From the data below, copy exactly the lines that lie between the one holding "g: 60, b: 60" and the one holding "let before = &markdown[last_end..whole.start()];", including both, and nothing more.

** Opening Records supplied block **

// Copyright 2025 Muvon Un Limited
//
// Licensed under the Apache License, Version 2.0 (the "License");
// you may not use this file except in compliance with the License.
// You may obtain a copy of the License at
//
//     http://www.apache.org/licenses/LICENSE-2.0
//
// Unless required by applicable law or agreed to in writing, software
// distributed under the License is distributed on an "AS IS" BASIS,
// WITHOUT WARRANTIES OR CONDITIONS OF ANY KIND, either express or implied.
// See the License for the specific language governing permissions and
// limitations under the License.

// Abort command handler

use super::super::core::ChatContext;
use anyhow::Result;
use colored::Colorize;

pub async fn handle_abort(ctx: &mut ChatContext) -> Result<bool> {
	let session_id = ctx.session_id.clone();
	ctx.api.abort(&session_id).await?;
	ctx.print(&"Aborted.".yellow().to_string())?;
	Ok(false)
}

** Closing Records supplied block **
** Opening Records supplied block **

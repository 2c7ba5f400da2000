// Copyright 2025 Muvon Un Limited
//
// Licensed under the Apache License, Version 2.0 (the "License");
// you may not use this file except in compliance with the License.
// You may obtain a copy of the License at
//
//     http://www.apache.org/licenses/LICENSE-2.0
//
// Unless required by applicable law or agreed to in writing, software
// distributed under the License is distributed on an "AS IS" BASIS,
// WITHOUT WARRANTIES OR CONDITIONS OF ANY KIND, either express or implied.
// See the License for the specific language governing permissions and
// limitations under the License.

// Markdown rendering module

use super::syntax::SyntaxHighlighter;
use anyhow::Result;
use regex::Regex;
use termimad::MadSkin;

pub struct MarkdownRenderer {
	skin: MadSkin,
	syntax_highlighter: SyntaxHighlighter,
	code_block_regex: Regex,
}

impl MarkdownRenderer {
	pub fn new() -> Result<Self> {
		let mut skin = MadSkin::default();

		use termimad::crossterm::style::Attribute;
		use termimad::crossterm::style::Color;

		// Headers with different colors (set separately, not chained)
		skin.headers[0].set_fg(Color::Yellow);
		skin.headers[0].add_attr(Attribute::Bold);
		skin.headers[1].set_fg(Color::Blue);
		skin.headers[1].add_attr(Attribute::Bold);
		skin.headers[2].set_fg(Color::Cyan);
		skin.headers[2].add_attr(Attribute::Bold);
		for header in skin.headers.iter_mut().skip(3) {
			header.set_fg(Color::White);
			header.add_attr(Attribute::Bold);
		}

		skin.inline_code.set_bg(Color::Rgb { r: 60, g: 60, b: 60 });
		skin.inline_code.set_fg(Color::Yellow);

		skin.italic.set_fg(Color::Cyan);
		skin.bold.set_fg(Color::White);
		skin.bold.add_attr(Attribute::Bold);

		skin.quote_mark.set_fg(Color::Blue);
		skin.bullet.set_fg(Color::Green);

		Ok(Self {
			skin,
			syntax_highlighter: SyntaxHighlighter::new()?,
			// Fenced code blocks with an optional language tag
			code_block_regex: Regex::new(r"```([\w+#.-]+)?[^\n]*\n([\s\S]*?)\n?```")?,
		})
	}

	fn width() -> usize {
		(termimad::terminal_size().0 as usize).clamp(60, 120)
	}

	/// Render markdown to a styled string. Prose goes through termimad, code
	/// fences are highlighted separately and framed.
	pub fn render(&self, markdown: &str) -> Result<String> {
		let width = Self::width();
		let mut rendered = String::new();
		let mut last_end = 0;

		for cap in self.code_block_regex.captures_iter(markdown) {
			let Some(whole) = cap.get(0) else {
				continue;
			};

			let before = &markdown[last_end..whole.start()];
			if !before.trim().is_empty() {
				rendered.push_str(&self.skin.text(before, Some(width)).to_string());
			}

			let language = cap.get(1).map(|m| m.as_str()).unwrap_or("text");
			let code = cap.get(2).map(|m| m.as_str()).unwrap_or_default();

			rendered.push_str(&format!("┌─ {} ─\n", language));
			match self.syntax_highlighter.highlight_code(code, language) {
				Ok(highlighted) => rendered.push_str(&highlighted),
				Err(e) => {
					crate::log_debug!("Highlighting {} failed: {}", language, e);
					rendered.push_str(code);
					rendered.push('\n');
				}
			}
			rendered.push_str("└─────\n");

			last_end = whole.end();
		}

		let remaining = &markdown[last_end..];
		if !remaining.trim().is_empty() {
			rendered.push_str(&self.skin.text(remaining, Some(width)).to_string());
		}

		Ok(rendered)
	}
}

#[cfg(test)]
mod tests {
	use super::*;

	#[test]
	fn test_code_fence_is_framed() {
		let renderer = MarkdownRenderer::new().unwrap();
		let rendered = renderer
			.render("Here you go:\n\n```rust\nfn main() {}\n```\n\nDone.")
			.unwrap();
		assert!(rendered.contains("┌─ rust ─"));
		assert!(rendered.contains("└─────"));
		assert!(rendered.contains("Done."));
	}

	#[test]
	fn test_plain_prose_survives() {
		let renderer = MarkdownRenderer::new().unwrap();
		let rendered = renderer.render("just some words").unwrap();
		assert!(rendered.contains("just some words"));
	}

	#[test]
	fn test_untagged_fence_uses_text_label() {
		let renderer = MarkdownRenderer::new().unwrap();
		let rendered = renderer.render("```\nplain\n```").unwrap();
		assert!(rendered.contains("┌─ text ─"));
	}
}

** Closing Records supplied block **
** Opening Records supplied block **

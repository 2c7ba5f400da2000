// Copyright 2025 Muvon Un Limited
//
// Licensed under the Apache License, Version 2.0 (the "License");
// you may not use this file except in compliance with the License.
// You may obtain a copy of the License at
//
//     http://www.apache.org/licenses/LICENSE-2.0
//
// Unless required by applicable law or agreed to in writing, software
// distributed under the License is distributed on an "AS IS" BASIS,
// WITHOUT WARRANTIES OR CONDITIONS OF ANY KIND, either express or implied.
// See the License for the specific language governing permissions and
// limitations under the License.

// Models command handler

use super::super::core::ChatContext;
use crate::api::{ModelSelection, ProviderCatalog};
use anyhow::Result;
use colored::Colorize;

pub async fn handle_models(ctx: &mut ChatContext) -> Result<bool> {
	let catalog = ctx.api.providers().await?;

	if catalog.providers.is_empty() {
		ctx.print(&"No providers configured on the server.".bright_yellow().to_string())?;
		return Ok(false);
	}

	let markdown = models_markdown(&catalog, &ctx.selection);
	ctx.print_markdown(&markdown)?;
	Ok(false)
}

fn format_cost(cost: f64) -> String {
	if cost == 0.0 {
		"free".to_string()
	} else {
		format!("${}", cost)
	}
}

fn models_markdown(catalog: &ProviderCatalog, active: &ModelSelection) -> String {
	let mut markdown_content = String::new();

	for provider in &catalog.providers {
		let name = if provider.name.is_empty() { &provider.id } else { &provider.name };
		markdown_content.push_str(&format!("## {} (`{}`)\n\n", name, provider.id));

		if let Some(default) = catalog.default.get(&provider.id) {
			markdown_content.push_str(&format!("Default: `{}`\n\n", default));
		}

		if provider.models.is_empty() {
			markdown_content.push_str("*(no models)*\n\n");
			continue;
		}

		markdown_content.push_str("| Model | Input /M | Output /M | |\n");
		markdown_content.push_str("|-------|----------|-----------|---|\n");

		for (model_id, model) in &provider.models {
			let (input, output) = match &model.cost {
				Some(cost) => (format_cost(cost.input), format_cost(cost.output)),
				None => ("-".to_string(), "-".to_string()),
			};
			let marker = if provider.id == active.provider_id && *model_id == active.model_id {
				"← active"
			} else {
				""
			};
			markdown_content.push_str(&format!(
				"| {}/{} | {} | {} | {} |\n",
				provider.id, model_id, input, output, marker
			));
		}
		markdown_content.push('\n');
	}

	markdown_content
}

** Closing Records supplied block **

(Completed task):
		skin.inline_code.set_bg(Color::Rgb { r: 60, g: 60, b: 60 });
		skin.inline_code.set_fg(Color::Yellow);

		skin.italic.set_fg(Color::Cyan);
		skin.bold.set_fg(Color::White);
		skin.bold.add_attr(Attribute::Bold);

		skin.quote_mark.set_fg(Color::Blue);
		skin.bullet.set_fg(Color::Green);

		Ok(Self {
			skin,
			syntax_highlighter: SyntaxHighlighter::new()?,
			// Fenced code blocks with an optional language tag
			code_block_regex: Regex::new(r"```([\w+#.-]+)?[^\n]*\n([\s\S]*?)\n?```")?,
		})
	}

	fn width() -> usize {
		(termimad::terminal_size().0 as usize).clamp(60, 120)
	}

	/// Render markdown to a styled string. Prose goes through termimad, code
	/// fences are highlighted separately and framed.
	pub fn render(&self, markdown: &str) -> Result<String> {
		let width = Self::width();
		let mut rendered = String::new();
		let mut last_end = 0;

		for cap in self.code_block_regex.captures_iter(markdown) {
			let Some(whole) = cap.get(0) else {
				continue;
			};

			let before = &markdown[last_end..whole.start()];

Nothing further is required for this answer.